Constancia
El poder de la constancia, el arte de repetir hasta lograr no menos que la excelencia.
5/31/20263 min leer


En esta publicación modalidad blog quiero expresar, desde lo más profundo de mi experiencia, el poder de la constancia, el arte de persistir hasta lograr un objetivo, recordar que somos instinto y que hacia donde vaya nuestro propósito hay que insistir hasta lograr nada menos que la excelencia.
Me parece muy inspirador realmente hablar sobre el poder de la constancia. Tal como se suele definir: la constancia es hacer algo de manera regular y sostenida en el tiempo; está muy ligada a las frecuencias y a mantener hábitos previamente creados que están alineados, de alguna forma, con tu objetivo final.
Hago hincapié en esas últimas palabras: objetivo final. Porque ese es solamente el resultado final, pero ¿qué implica realmente llegar a ese resultado específico? Bueno, todo un proceso previo, que vendría a ser el camino, ¿no? Porque eso es lo importante realmente: la persona en la que te convertiste hasta llegar a donde estás ahora, a ese objetivo final.
Entender eso es muy importante porque, primero, uno le da mucho valor a todo el proceso creado, sencillamente porque costó mucho esfuerzo; nadie te regaló nada. Y segundo, forma tu mentalidad para afrontar algo más todavía: buscar nuevos objetivos y que este solamente sea el principio de algo grande.

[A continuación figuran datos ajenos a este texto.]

//! Integration tests for the tally CLI
//!
//! These tests run the tally binary and verify flags, exit codes, and
//! output formats.

use assert_cmd::{cargo::cargo_bin_cmd, Command};
use predicates::prelude::*;
use tempfile::tempdir;

/// Get a Command for tally
fn tally() -> Command {
    cargo_bin_cmd!("tally")
}

// ============================================================================
// Help and Version tests
// ============================================================================

#[test]
fn test_help_flag() {
    tally()
        .arg("--help")
        .assert()
        .success()
        .stdout(predicate::str::contains("Usage: tally"))
        .stdout(predicate::str::contains("Commands:"))
        .stdout(predicate::str::contains("init"))
        .stdout(predicate::str::contains("validate"))
        .stdout(predicate::str::contains("sync"));
}

#[test]
fn test_version_flag() {
    tally()
        .arg("--version")
        .assert()
        .success()
        .stdout(predicate::str::contains("tally"));
}

#[test]
fn test_subcommand_help() {
    tally()
        .args(["set", "--help"])
        .assert()
        .success()
        .stdout(predicate::str::contains("Record a score or comment"));
}

#[test]
fn test_no_command_prints_blurb() {
    tally()
        .assert()
        .success()
        .stdout(predicate::str::contains("tally"))
        .stdout(predicate::str::contains("--help"));
}

// ============================================================================
// Exit code tests
// ============================================================================

#[test]
fn test_unknown_format_exit_code_2() {
    tally()
        .args(["--format", "invalid", "list"])
        .assert()
        .code(2);
}

#[test]
fn test_unknown_argument_json_usage_error() {
    tally()
        .args(["--format", "json", "list", "--bogus-flag"])
        .assert()
        .code(2)
        .stderr(predicate::str::contains("\"type\":\"usage_error\""));
}

#[test]
fn test_unknown_command_exit_code_2() {
    tally().arg("nonexistent").assert().code(2);
}

#[test]
fn test_missing_store_exit_code_3() {
    let dir = tempdir().unwrap();
    tally()
        .current_dir(dir.path())
        .arg("list")
        .assert()
        .code(3)
        .stderr(predicate::str::contains("store not found"));
}

#[test]
fn test_missing_store_json_envelope() {
    let dir = tempdir().unwrap();
    tally()
        .current_dir(dir.path())
        .args(["--format", "json", "list"])
        .assert()
        .code(3)
        .stderr(predicate::str::contains("\"type\":\"store_not_found\""));
}

// ============================================================================
// Init command tests
// ============================================================================

#[test]
fn test_init_creates_store() {
    let dir = tempdir().unwrap();

    tally()
        .current_dir(dir.path())
        .arg("init")
        .assert()
        .success()
        .stdout(predicate::str::contains("Initialized tally store"));

    assert!(dir.path().join(".tally").exists());
    assert!(dir.path().join(".tally/rubrics").exists());
    assert!(dir.path().join(".tally/scores").exists());
    assert!(dir.path().join(".tally/courses").exists());
    assert!(dir.path().join(".tally/config.toml").exists());
}

#[test]
fn test_init_twice_fails() {
    let dir = tempdir().unwrap();

    tally()
        .current_dir(dir.path())
        .arg("init")
        .assert()
        .success();

    tally()
        .current_dir(dir.path())
        .arg("init")
        .assert()
        .code(3)
        .stderr(predicate::str::contains("already exists"));
}

#[test]
fn test_init_visible() {
    let dir = tempdir().unwrap();

    tally()
        .current_dir(dir.path())
        .args(["init", "--visible"])
        .assert()
        .success();

    assert!(dir.path().join("tally").exists());
    assert!(!dir.path().join(".tally").exists());
}

#[test]
fn test_init_json_format() {
    let dir = tempdir().unwrap();

    tally()
        .current_dir(dir.path())
        .args(["--format", "json", "init"])
        .assert()
        .success()
        .stdout(predicate::str::contains("\"status\": \"ok\""))
        .stdout(predicate::str::contains("\"store\""));
}

#[test]
fn test_init_at_explicit_store_path() {
    let dir = tempdir().unwrap();

    tally()
        .current_dir(dir.path())
        .args(["--store", "grading/data", "init"])
        .assert()
        .success();

    assert!(dir.path().join("grading/data/config.toml").exists());
}

// ============================================================================
// New command tests
// ============================================================================

#[test]
fn test_new_prints_id() {
    let dir = tempdir().unwrap();
    tally()
        .current_dir(dir.path())
        .arg("init")
        .assert()
        .success();

    tally()
        .current_dir(dir.path())
        .args(["new", "Homework 1"])
        .assert()
        .success()
        .stdout(predicate::str::starts_with("ty-"));
}

#[test]
fn test_new_with_categories_json() {
    let dir = tempdir().unwrap();
    tally()
        .current_dir(dir.path())
        .arg("init")
        .assert()
        .success();

    tally()
        .current_dir(dir.path())
        .args([
            "--format",
            "json",
            "new",
            "Homework 1",
            "--category",
            "Correctness",
            "--category",
            "Style",
        ])
        .assert()
        .success()
        .stdout(predicate::str::contains("\"name\": \"Homework 1\""))
        .stdout(predicate::str::contains("\"name\": \"Correctness\""))
        .stdout(predicate::str::contains("\"name\": \"Style\""));
}

#[test]
fn test_new_writes_document() {
    let dir = tempdir().unwrap();
    tally()
        .current_dir(dir.path())
        .arg("init")
        .assert()
        .success();

    tally()
        .current_dir(dir.path())
        .args(["new", "Homework 1"])
        .assert()
        .success();

    let rubrics: Vec<_> = std::fs::read_dir(dir.path().join(".tally/rubrics"))
        .unwrap()
        .filter_map(|e| e.ok())
        .collect();
    assert_eq!(rubrics.len(), 1);
    let name = rubrics[0].file_name();
    let name = name.to_string_lossy();
    assert!(name.starts_with("ty-"), "unexpected filename {}", name);
    assert!(name.ends_with("-homework-1.json"), "unexpected filename {}", name);
}

// ============================================================================
// List command tests
// ============================================================================

#[test]
fn test_list_empty_store() {
    let dir = tempdir().unwrap();
    tally()
        .current_dir(dir.path())
        .arg("init")
        .assert()
        .success();

    tally()
        .current_dir(dir.path())
        .arg("list")
        .assert()
        .success()
        .stdout(predicate::str::contains("No documents found"));
}

#[test]
fn test_list_shows_rubric_row() {
    let dir = tempdir().unwrap();
    tally()
        .current_dir(dir.path())
        .arg("init")
        .assert()
        .success();
    tally()
        .current_dir(dir.path())
        .args(["new", "Homework 1"])
        .assert()
        .success();

    tally()
        .current_dir(dir.path())
        .arg("list")
        .assert()
        .success()
        .stdout(predicate::str::contains("R ty-"))
        .stdout(predicate::str::contains("Homework 1"));

    // Kind filters
    tally()
        .current_dir(dir.path())
        .args(["list", "--scores"])
        .assert()
        .success()
        .stdout(predicate::str::contains("Homework 1").not());
}

#[test]
fn test_list_since_filters_rows() {
    let dir = tempdir().unwrap();
    tally()
        .current_dir(dir.path())
        .arg("init")
        .assert()
        .success();
    tally()
        .current_dir(dir.path())
        .args(["new", "Homework 1"])
        .assert()
        .success();

    tally()
        .current_dir(dir.path())
        .args(["list", "--since", "2000-01-01T00:00:00Z"])
        .assert()
        .success()
        .stdout(predicate::str::contains("Homework 1"));

    tally()
        .current_dir(dir.path())
        .args(["list", "--since", "2100-01-01T00:00:00Z"])
        .assert()
        .success()
        .stdout(predicate::str::contains("No documents found"));
}

#[test]
fn test_list_rejects_bad_since() {
    let dir = tempdir().unwrap();
    tally()
        .current_dir(dir.path())
        .arg("init")
        .assert()
        .success();

    tally()
        .current_dir(dir.path())
        .args(["list", "--since", "not-a-date"])
        .assert()
        .code(2)
        .stderr(predicate::str::contains("invalid --since date"));
}

#[test]
fn test_list_conflicting_filters_rejected() {
    let dir = tempdir().unwrap();
    tally()
        .current_dir(dir.path())
        .args(["list", "--rubrics", "--scores"])
        .assert()
        .code(2);
}

// ============================================================================
// Show command tests
// ============================================================================

#[test]
fn test_show_unknown_id() {
    let dir = tempdir().unwrap();
    tally()
        .current_dir(dir.path())
        .arg("init")
        .assert()
        .success();

    tally()
        .current_dir(dir.path())
        .args(["--format", "json", "show", "ty-missing1"])
        .assert()
        .code(3)
        .stderr(predicate::str::contains("\"type\":\"document_not_found\""));
}

// ============================================================================
// Global flag tests
// ============================================================================

#[test]
fn test_store_env_var() {
    let dir = tempdir().unwrap();
    tally()
        .current_dir(dir.path())
        .args(["init", "--visible"])
        .assert()
        .success();

    tally()
        .current_dir(dir.path())
        .env("TALLY_STORE", dir.path().join("tally"))
        .arg("list")
        .assert()
        .success();
}

#[test]
fn test_root_flag_resolves_store() {
    let dir = tempdir().unwrap();
    tally()
        .current_dir(dir.path())
        .arg("init")
        .assert()
        .success();

    // Run from elsewhere, pointing --root at the project
    tally()
        .args(["--root", dir.path().to_str().unwrap(), "list"])
        .assert()
        .success();
}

Yo creo que una persona sin ambición real hacia algo está destinada, en cierto punto de su vida, a la frustración, porque inevitablemente nunca va a poder llenar su potencial como persona, profesional, deportista o lo que fuese. Entonces, ¿por qué quedarse a medio camino mental diciendo “es muy difícil hacer X cosa”, “es mucho trabajo” o “estoy grande para hacerlo”, si literalmente todo este proceso es para vos?
No te dejes limitar por lo que dicen los demás porque, muchas veces, son personas que proyectan sus propias limitaciones, frustraciones o miedos.
Desde mi experiencia personal, ser consistente y, por encima de eso, persistente, me formó como persona y como profesional en todo lo que hago.
Desde el primer día que viajé al exterior, viviendo en Nueva Zelanda con 20 años, entendí muy chico que nadie me iba a ayudar en nada de lo que tenía que abordar día a día: conseguir trabajo, tramitar visas, conseguir hospedaje, hablar un segundo idioma (inglés).
Y en esos momentos, cuando entendí que nadie estaba para mí, simplemente me adapté. Persistí mandando CVs todos los días, persistí más de 6 horas frente a la computadora para lograr mi visado, viví una semana en un hostel hasta poder conseguir vivienda más afuera de la ciudad (Auckland) y estudié inglés todos los días por mi cuenta mientras todos mis flatmates se iban de joda. Y cuando digo todos, me refiero a todos. El único que se quedaba solo era yo.
Hubo días más tristes y días más felices, pero lo hice siempre, hasta que con el paso del tiempo pude lograr todo lo que buscaba: establecerme con mis ahorros trabajando muy duro, tener fluidez en inglés y, por ende, poder comunicarme apropiadamente con los nativos y buscar nuevas oportunidades.
También tomé experiencias en distintos rubros de trabajo para ver cuál encajaba más conmigo y con mi futuro propósito, el cual fue intentar nuevamente jugar al fútbol profesional en Emiratos.
Sonaba tan loco decirlo en mi cabeza: tener que volver a procesar visas, moverme dentro del mundo del fútbol en un país de Medio Oriente, estar solo nuevamente, pero esta vez con una herramienta nueva con la que no contaba antes: madurez mental.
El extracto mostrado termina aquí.